例えば、咳で受診された高齢者に、肺炎などの重篤な疾患を除外した上で「ウイルス性の上気道感染症です。対症療法でよくなります」と説明するだけで終えるのではなく、1日でも早く早期回復できる対症療法を提案し、次回のフォロー受診に繋げる。そして、再受診時には「風邪をひきやすいなら肺炎球菌ワクチンを打った方がいい」などと提案することで予防医療への橋渡しができる。患者にとって医療が自分事になり、かつ、信頼関係が構築された状態での医学的な提案には、たいていの方が納得し、実際に接種を受けてくれる。

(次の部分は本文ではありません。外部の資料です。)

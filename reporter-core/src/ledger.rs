//! Balance ledger aggregation
//!
//! Applies blocks to a [`BalanceStore`]: every miner payout and coin output
//! credits its beneficiaries, every coin input debits them. A block's deltas
//! are computed in full before anything is written, then merged in a single
//! [`BalanceStore::commit`], so a failing block leaves the ledger untouched.
//!
//! # Example
//!
//! ```no_run
//! use reporter_core::{Block, LedgerAggregator, MemoryStore};
//! use std::sync::Arc;
//!
//! fn main() -> reporter_core::Result<()> {
//!     let ledger = LedgerAggregator::new(Arc::new(MemoryStore::new()));
//!     ledger.apply_block(&Block::new(0, 0))?;
//!     Ok(())
//! }
//! ```

use crate::{
    condition,
    error::Position,
    metrics::Metrics,
    recorder::Recorder,
    store::{BalanceBatch, BalanceStore},
    types::{Address, Block, Output},
    Error, Result,
};
use async_trait::async_trait;
use parking_lot::Mutex;
use rust_decimal::Decimal;
use std::collections::BTreeMap;
use std::sync::Arc;
use std::time::Instant;

/// Signed balance changes of one block
pub type Deltas = BTreeMap<Address, Decimal>;

#[derive(Debug, Clone, Copy, PartialEq, Eq)]
enum Direction {
    Credit,
    Debit,
}

/// Merges blocks into a balance store
pub struct LedgerAggregator {
    store: Arc<dyn BalanceStore>,

    /// Single writer: one block's merge completes before the next starts
    writer: Mutex<()>,

    metrics: Option<Metrics>,
}

impl LedgerAggregator {
    /// Create aggregator over `store`
    pub fn new(store: Arc<dyn BalanceStore>) -> Self {
        Self {
            store,
            writer: Mutex::new(()),
            metrics: None,
        }
    }

    /// Report applied blocks to `metrics`
    pub fn with_metrics(mut self, metrics: Metrics) -> Self {
        self.metrics = Some(metrics);
        self
    }

    /// Backing store
    pub fn store(&self) -> &Arc<dyn BalanceStore> {
        &self.store
    }

    /// Compute the balance changes of `block` without touching the store
    pub fn deltas(block: &Block) -> Result<Deltas> {
        let mut deltas = Deltas::new();

        for (index, payout) in block.miner_payouts.iter().enumerate() {
            accumulate(&mut deltas, payout, Direction::Credit)
                .map_err(|e| e.at(block.height, Position::MinerPayout { index }))?;
        }

        for (transaction, tx) in block.transactions.iter().enumerate() {
            for (index, output) in tx.coin_outputs.iter().enumerate() {
                accumulate(&mut deltas, output, Direction::Credit).map_err(|e| {
                    e.at(block.height, Position::CoinOutput { transaction, index })
                })?;
            }
            for (index, input) in tx.coin_inputs.iter().enumerate() {
                accumulate(&mut deltas, input, Direction::Debit).map_err(|e| {
                    e.at(block.height, Position::CoinInput { transaction, index })
                })?;
            }
        }

        Ok(deltas)
    }

    /// Apply `block` to the store.
    ///
    /// Not idempotent: applying the same block twice applies its deltas
    /// twice. Callers track the resume height.
    pub fn apply_block(&self, block: &Block) -> Result<()> {
        let start = Instant::now();
        let deltas = Self::deltas(block)?;

        let _guard = self.writer.lock();

        let mut batch = BalanceBatch {
            height: block.height,
            balances: Vec::with_capacity(deltas.len()),
        };
        for (address, delta) in deltas {
            let current = self.store.get(&address)?;
            let value = current.checked_add(delta).ok_or_else(|| Error::Overflow {
                address: address.to_string(),
            })?;
            batch.balances.push((address, value));
        }

        self.store.commit(&batch)?;

        let elapsed = start.elapsed().as_secs_f64();
        if let Some(metrics) = &self.metrics {
            metrics.record_block_applied(batch.balances.len(), elapsed);
        }

        tracing::debug!(
            height = block.height,
            addresses = batch.balances.len(),
            transactions = block.transactions.len(),
            "Block applied"
        );

        Ok(())
    }

    /// Next height to apply, as persisted by the store
    pub fn next_height(&self) -> Result<Option<u64>> {
        self.store.next_height()
    }
}

fn accumulate(deltas: &mut Deltas, output: &Output, direction: Direction) -> Result<()> {
    // Parse and resolve fully before the map is touched
    let value = output.value.parse()?;
    let beneficiaries = condition::resolve(&output.condition)?;

    let amount = match direction {
        Direction::Credit => value,
        Direction::Debit => -value,
    };

    for address in beneficiaries {
        let current = deltas.get(&address).copied().unwrap_or(Decimal::ZERO);
        let next = current.checked_add(amount).ok_or_else(|| Error::Overflow {
            address: address.to_string(),
        })?;
        deltas.insert(address, next);
    }

    Ok(())
}

/// [`Recorder`] feeding a [`LedgerAggregator`]
pub struct LedgerRecorder {
    ledger: Arc<LedgerAggregator>,
}

impl LedgerRecorder {
    /// Wrap `ledger`
    pub fn new(ledger: Arc<LedgerAggregator>) -> Self {
        Self { ledger }
    }

    /// Wrapped aggregator
    pub fn ledger(&self) -> &Arc<LedgerAggregator> {
        &self.ledger
    }
}

#[async_trait]
impl Recorder for LedgerRecorder {
    fn name(&self) -> &str {
        "ledger"
    }

    async fn record(&self, block: &Block) -> Result<()> {
        let ledger = self.ledger.clone();
        let block = block.clone();
        // Store access is synchronous
        tokio::task::spawn_blocking(move || ledger.apply_block(&block))
            .await
            .map_err(|e| Error::Concurrency(format!("Ledger task failed: {}", e)))?
    }

    async fn next_height(&self) -> Result<Option<u64>> {
        let ledger = self.ledger.clone();
        tokio::task::spawn_blocking(move || ledger.next_height())
            .await
            .map_err(|e| Error::Concurrency(format!("Ledger task failed: {}", e)))?
    }
}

同様に、高LDL血症や肥満で通院中の患者にも、様々な日常の困りごとに耳を傾け、信頼を築く中で「日中に眠気はないか?」といった何気ない会話から、睡眠時無呼吸の検査や治療に繋げていく。予防医療のきっかけは、集団に対する画一的なアプローチではなく、こうした、診察中の何気ない会話から広がっていく。患者に「この人に言われるならやってみよう」と思ってもらう信頼関係が大切だ。最近は、「風邪ごときで受診するな」といった議論もあるが、プライマリ・ケアの現場では、風邪診療を契機とした予防医療への介入や疾患の早期発見など、数値やエビデンスでは測れない大きな意義がある。
ナビタスクリニックでは、診療終了後にその日の患者数や診療単価のデータをフィードバックしていただいている。もちろん医療は利益のために行うものではない。しかし、自らが提供する医療行為が患者にとって価値あるものであり、かつ、医療機関の持続性にも貢献するのであれば、それは積極的に実践すべきである。睡眠時無呼吸症候群の治療やワクチン接種は患者単価の上昇に繋がるだけでなく、将来的な重病化リスクの低減にも貢献する。
都市部のクリニックで診療することは、私にとって良い意味でプレッシャーである。秋田のような医師不足地域では、医師がいるだけで感謝される現場もある。それ自体は地域医療の現実だ。医師免許とそれに紐づく様々な権利が医師の立場を支えている。一方でこの環境は、医師免許という資格に胡坐をかき、自己研鑽の動機を失ってしまう危うさもある。都市部では、患者が複数のクリニックを比較し、「自分に合う医師」を選んでいる。常に評価される環境は厳しいが、その分、自分自身を磨く機会に満ちている。
今後も、地方と都市、両方の診療現場を経験する中で、「目の前の患者にとって最善の選択は何か」を考え続けていきたい。